【シンガポール=吉村英輝】オーストラリア戦略政策研究所(ASPI)は、中国人民解放軍から派遣された科学者が、その素性を隠すなどして米国や豪州などの大学で「共同研究」を行い、軍事転用目的で先端技術を中国に持ち帰っている実態に、警鐘を鳴らす報告書をまとめた。その人数は増加を続けており、この10年間で2500人以上に上っているとした。

 報告書を執筆した同研究所のアレックス・ジョスキ研究員は、人民解放軍機関紙「解放軍報」の傘下メディアに載っていた「外国で花を摘み、中国で蜜を作る」との戦略を紹介。超音速ミサイルや航海技術など多くの分野で、欧米諸国から技術獲得を進めていると指摘した。

軍同士が互いの研究所に科学者を派遣する交流は、両国間の信頼構築のため一般的に行われているという。ただ、中国は異質で、人民解放軍の管轄下にある国防科学技術大学の科学者が実在しない研究所名を使うなどして所属を偽装し、博士課程の研究員などとして、海外の一般大学に入り込んでいる点だと指摘。実例も複数紹介した。

 人民解放軍が派遣する科学者は、中国共産党への忠誠教育などを受けて送り込まれるという。国防科学技術大学は、海外で支部を作り科学者らを管理。国外の「自由で開かれた」大学で、中国共産党と相いれない政治思想などを抱けば「どんな目に遭うか分からない」と、圧力をかけて統制しているという。
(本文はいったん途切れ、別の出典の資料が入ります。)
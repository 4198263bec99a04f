//! Run configuration and the fixed destination table.
//!
//! [`RoutineConfig`] is an immutable snapshot handed to the orchestrator at
//! run start; nothing mutates it during the run. The resource tasks are an
//! ordered enumeration: [`ResourceTask::ALL`] is the single source of truth
//! for execution order, consumed by both the pipeline and any selection UI so
//! the two cannot drift apart.

use std::collections::BTreeSet;

use serde::{Deserialize, Serialize};

use crate::session::BrowserSettings;

/// Account credentials for the remote session.
#[derive(Debug, Clone, PartialEq, Eq)]
pub struct Credentials {
    pub username: String,
    pub password: String,
}

impl Credentials {
    /// Whether either field is empty or whitespace-only.
    pub fn is_blank(&self) -> bool {
        self.username.trim().is_empty() || self.password.trim().is_empty()
    }
}

/// Game world selector.
#[derive(Debug, Clone, Copy, PartialEq, Eq, Serialize, Deserialize)]
#[serde(transparent)]
pub struct World(pub u8);

/// Movement modes the routine is allowed to use between destinations.
#[derive(Debug, Clone, Copy, PartialEq, Eq, PartialOrd, Ord, Serialize, Deserialize)]
#[serde(rename_all = "snake_case")]
pub enum MoveType {
    Walk,
    Portal,
    Teleport,
}

/// Resource-collection sub-tasks, in pipeline execution order.
#[derive(Debug, Clone, Copy, PartialEq, Eq, PartialOrd, Ord, Serialize, Deserialize)]
#[serde(rename_all = "snake_case")]
pub enum ResourceTask {
    /// Move to the corn storehouse and collect baru corn.
    BaruCorn,
    /// Move to the fish storehouse and collect glodo fish.
    GlodoFish,
    /// Move to the gas storehouse and collect marsh gas.
    MarshGas,
    /// Move to the oil storehouse and collect barrels of oil.
    OilBarrel,
    /// Move to the universal foundation and collect gold.
    UniversalFoundation,
}

impl ResourceTask {
    /// All resource tasks in the order the pipeline executes them.
    ///
    /// Configured tasks are filtered against this list, never iterated in
    /// configuration-insertion order.
    pub const ALL: [ResourceTask; 5] = [
        ResourceTask::BaruCorn,
        ResourceTask::GlodoFish,
        ResourceTask::MarshGas,
        ResourceTask::OilBarrel,
        ResourceTask::UniversalFoundation,
    ];

    /// Where and how this resource is collected.
    pub fn destination(self) -> Destination {
        match self {
            ResourceTask::BaruCorn => Destination {
                x: 115,
                y: 94,
                name: "corn storehouse",
                anchor_text: "Getreide mitnehmen",
                resource_name: "baru corn",
            },
            ResourceTask::GlodoFish => Destination {
                x: 68,
                y: 116,
                name: "fish storehouse",
                anchor_text: "Fische mitnehmen",
                resource_name: "glodo fish",
            },
            ResourceTask::MarshGas => Destination {
                x: 76,
                y: 104,
                name: "gas storehouse",
                anchor_text: "Sumpfgasflaschen mitnehmen",
                resource_name: "marsh gas",
            },
            ResourceTask::OilBarrel => Destination {
                x: 103,
                y: 117,
                name: "oil storehouse",
                anchor_text: "Ölfässer mitnehmen",
                resource_name: "oil barrel",
            },
            ResourceTask::UniversalFoundation => Destination {
                x: 87,
                y: 112,
                name: "universal foundation",
                anchor_text: "Goldmünzen abholen",
                resource_name: "gold",
            },
        }
    }
}

/// A named map coordinate plus the anchor that collects the resource there.
#[derive(Debug, Clone, PartialEq, Eq)]
pub struct Destination {
    pub x: i32,
    pub y: i32,
    /// Destination name for report lines.
    pub name: &'static str,
    /// Literal anchor text that triggers collection once arrived.
    pub anchor_text: &'static str,
    /// Resource name for report lines.
    pub resource_name: &'static str,
}

/// Immutable input to a single routine run.
#[derive(Debug, Clone)]
pub struct RoutineConfig {
    pub credentials: Credentials,
    pub world: World,
    /// Driver selection and local browser paths for opening the session.
    pub browser: BrowserSettings,
    /// Movement modes the session may use; order carries no meaning.
    pub movement: Vec<MoveType>,
    /// When set, the protection item activated before any movement.
    pub protection_item: Option<String>,
    /// Whether the special skill is activated before any movement.
    pub use_special_skill: bool,
    /// Resource tasks to perform; executed in [`ResourceTask::ALL`] order.
    pub resources: BTreeSet<ResourceTask>,
}

#[cfg(test)]
mod tests {
    use super::*;

    #[test]
    fn execution_order_is_fixed() {
        assert_eq!(
            ResourceTask::ALL,
            [
                ResourceTask::BaruCorn,
                ResourceTask::GlodoFish,
                ResourceTask::MarshGas,
                ResourceTask::OilBarrel,
                ResourceTask::UniversalFoundation,
            ]
        );
    }

    #[test]
    fn destination_table_matches_map() {
        let corn = ResourceTask::BaruCorn.destination();
        assert_eq!((corn.x, corn.y), (115, 94));
        assert_eq!(corn.anchor_text, "Getreide mitnehmen");

        let gold = ResourceTask::UniversalFoundation.destination();
        assert_eq!((gold.x, gold.y), (87, 112));
        assert_eq!(gold.resource_name, "gold");
    }

    #[test]
    fn blank_credentials_detected() {
        let blank = Credentials {
            username: "  ".to_string(),
            password: "secret".to_string(),
        };
        assert!(blank.is_blank());

        let filled = Credentials {
            username: "user".to_string(),
            password: "secret".to_string(),
        };
        assert!(!filled.is_blank());
    }
}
受け入れた大学側から残留を打診されながら、全員が規定年限で中国に帰国するのも、このためだという。

 分析の結果、人民解放軍の科学者が海外で共同執筆して専門家から査読を受けた論文数は、2008年の103件から、17年には734件に増加。共同研究相手の17年の国別上位は米国、英国、カナダ、豪州、ドイツの順となった。日本やフランスも含まれている。
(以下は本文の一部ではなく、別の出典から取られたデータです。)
//! Development-time tracing for debugging the engine.
//!
//! # Separation of Concerns
//!
//! - **Tracing (this module)**: Dev diagnostics via `RUST_LOG`, output to stderr.
//!   Not part of the run report shown to the operator.
//!
//! - **Run log ([`crate::report`])**: Product output of a routine run
//!   (progress lines with indent levels). Always emitted, unaffected by
//!   `RUST_LOG`.

use tracing_subscriber::{EnvFilter, fmt, layer::SubscriberExt, util::SubscriberInitExt};

/// Initialize tracing subscriber for development logging.
///
/// Reads `RUST_LOG` env var. Defaults to `warn` if unset.
/// Output: stderr, compact format.
///
/// # Example
/// ```bash
/// RUST_LOG=forager=debug cargo run -- plan
/// ```
pub fn init() {
    let filter = EnvFilter::try_from_default_env().unwrap_or_else(|_| EnvFilter::new("warn"));

    tracing_subscriber::registry()
        .with(filter)
        .with(fmt::layer().with_writer(std::io::stderr).compact())
        .init();
}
 報告書は、これらの共同研究には、各国の公費が使われているケースもあると指摘。一方、人民解放軍の科学者は、相手国で知的財産を盗み本国に送るスパイ活動に従事していることもあると警告する。中国が軍事技術の強化を進める中、豪州政府は官民がより連携し、人民解放軍を利するような中国からの研究者の受け入れや技術流出への監視を強化すべきだとした。